Writing in the CommonWealth Magazinelast month, Professor Paul Hattis of the Tufts School of Medicine noted: “One of our medical students noted in my class last week that she feels as if she is attending a medical school that could be aptly named the ‘Pablo Escobar School of Medicine.’”

Where is the shame and embarrassment we would expect of our Board of Trustees? Of President Monaco?

None of this is new. Allegations of wrongdoing against the Sackler family date back to at least 2001, when Forbes Magazine reported that “addiction is fast and overdoses are easy.” That same year, Connecticut Attorney General Richard Blumenthal held a hearing on opioid abuse, and on abuse of Purdue’s OxyContin in particular. In that hearing, Dr. Russell Portenoy disclosed Purdue’s unethical sponsorship of his pain research at Beth Israel Hospital. Though the full extent of Dr. Portenoy’s multimillion-dollar entanglement with Purdue and other companies would not be known for over a decade, allegations and evidence piled up.

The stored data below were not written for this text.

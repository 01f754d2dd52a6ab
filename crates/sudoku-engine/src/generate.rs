//! Puzzle generation graded by solving technique.
//!
//! Each attempt fills a random grid, removes clues in random order while the
//! solution stays unique, and grades the resulting minimal puzzle with the
//! logical solver. Attempts repeat until the grade matches the difficulty.

use std::fmt;
use std::str::FromStr;

use rand::Rng;
use rand::seq::SliceRandom;
use serde::{Deserialize, Serialize};

use crate::board::{Board, CELLS};
use crate::logic::{self, TechniqueLevel};
use crate::solver;

/// Target difficulty of a generated puzzle.
#[derive(Debug, Clone, Copy, Default, PartialEq, Eq, Hash, Serialize, Deserialize)]
#[serde(rename_all = "lowercase")]
pub enum Difficulty {
    Easy,
    #[default]
    Medium,
    Hard,
    Extreme,
}

impl Difficulty {
    /// Whether a puzzle whose hardest technique is `level` belongs here.
    /// `solved` says whether the techniques completed the puzzle.
    pub fn accepts(&self, level: TechniqueLevel, solved: bool) -> bool {
        match self {
            Self::Easy => solved && level == TechniqueLevel::Basic,
            Self::Medium => solved && level == TechniqueLevel::Intermediate,
            Self::Hard => solved && level == TechniqueLevel::Advanced,
            Self::Extreme => !solved,
        }
    }

    pub fn as_str(&self) -> &'static str {
        match self {
            Self::Easy => "easy",
            Self::Medium => "medium",
            Self::Hard => "hard",
            Self::Extreme => "extreme",
        }
    }
}

impl fmt::Display for Difficulty {
    fn fmt(&self, f: &mut fmt::Formatter<'_>) -> fmt::Result {
        f.write_str(self.as_str())
    }
}

impl FromStr for Difficulty {
    type Err = String;

    fn from_str(s: &str) -> Result<Self, Self::Err> {
        match s {
            "easy" => Ok(Self::Easy),
            "medium" => Ok(Self::Medium),
            "hard" => Ok(Self::Hard),
            "extreme" => Ok(Self::Extreme),
            other => Err(format!(
                "unknown difficulty '{other}', expected easy, medium, hard or extreme"
            )),
        }
    }
}

/// A generated puzzle together with its unique solution.
#[derive(Debug, Clone, PartialEq, Eq, Serialize, Deserialize)]
pub struct Puzzle {
    pub difficulty: Difficulty,
    pub puzzle: Board,
    pub solution: Board,
}

/// Generate a puzzle with exactly one solution at `difficulty`.
///
/// Easy puzzles need only singles, Medium at most subsets and box/line
/// interactions, Hard at most fish and wings. Extreme puzzles cannot be
/// finished by the logical solver at all.
pub fn generate<R: Rng + ?Sized>(difficulty: Difficulty, rng: &mut R) -> Puzzle {
    loop {
        let mut solution = Board::empty();
        // An empty board always has a completion.
        solver::solve_randomized(&mut solution, rng);
        let puzzle = minimal_puzzle(&solution, rng);

        let (level, reached) = logic::grade(&puzzle);
        if difficulty.accepts(level, reached.is_complete()) {
            return Puzzle {
                difficulty,
                puzzle,
                solution,
            };
        }
    }
}

/// Remove clues from `solution` in random order, undoing any removal that
/// would admit a second solution.
fn minimal_puzzle<R: Rng + ?Sized>(solution: &Board, rng: &mut R) -> Board {
    let mut puzzle = *solution;
    let mut indices: Vec<usize> = (0..CELLS).collect();
    indices.shuffle(rng);

    for index in indices {
        let value = puzzle.get(index);
        puzzle.set(index, 0);
        if solver::count_solutions(&puzzle, 2) != 1 {
            puzzle.set(index, value);
        }
    }
    puzzle
}
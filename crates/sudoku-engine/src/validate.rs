use std::collections::BTreeSet;

use serde::{Deserialize, Serialize};

use crate::board::{Board, UNITS};
use crate::solver;

/// Result of checking a board.
#[derive(Debug, Clone, PartialEq, Eq, Serialize, Deserialize)]
pub struct Validation {
    /// Cells whose digit repeats within a row, column or box (sorted).
    pub conflicts: Vec<usize>,
    /// Solutions found, capped at 2. Always 0 when there are conflicts.
    pub solutions: usize,
}

impl Validation {
    pub fn has_conflicts(&self) -> bool {
        !self.conflicts.is_empty()
    }

    pub fn is_unique(&self) -> bool {
        self.solutions == 1
    }
}

/// Cells involved in a duplicate digit within any unit.
pub fn conflicts(board: &Board) -> Vec<usize> {
    let mut found = BTreeSet::new();
    for unit in UNITS.iter() {
        let mut seen: [Option<usize>; 10] = [None; 10];
        for &cell in unit {
            let value = board.get(cell) as usize;
            if value == 0 {
                continue;
            }
            if let Some(first) = seen[value] {
                found.insert(first);
                found.insert(cell);
            } else {
                seen[value] = Some(cell);
            }
        }
    }
    found.into_iter().collect()
}

pub fn validate(board: &Board) -> Validation {
    let conflicts = conflicts(board);
    let solutions = if conflicts.is_empty() {
        solver::count_solutions(board, 2)
    } else {
        0
    };
    Validation {
        conflicts,
        solutions,
    }
}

At any point during these intervening years, Tufts could have cut ties with the Sackler family. Instead, in 2014 President Monaco hand-delivered an honorary degree to Raymond Sackler, an architect of one of America’s worst public health disasters in modern history. In that year, more than 47,000 people died of overdoses, a number driven by opioid deaths, and Purdue was forced to pay $24 million in damages to the State of Kentucky, which put all of the money toward addiction treatment and rehabilitation. We knew then.

This dishonesty is not what our university was built on, and this must not be what we become.

The Universalist Church, under the guidance of Hosea Ballou II and the patronage of Charles Tufts, founded Tufts University 167 years ago. They did so with a dedication to intellectual openness and honesty. For over a century and a half, students and faculty have tried to live with this same dedication to those principles. Now, as lawsuits implicate us in the crimes of the scions of the American pharmaceutical industry, it’s clear our leadership has prioritized wealth over our long history and tradition of intellectual honesty.

Under the leadership of President Monaco, this dedication to intellectual truth was cast aside. Attorney General Healey has produced stunning evidence of academic dishonesty and corruption at Tufts and that evidence has had months to sink in. Tufts should not wait for more evidence, more lawsuits, more death, more embarrassment or more editorials.

Though it is too late for Tufts to avoid complicity with the Sacklers, we must cut ties all the same.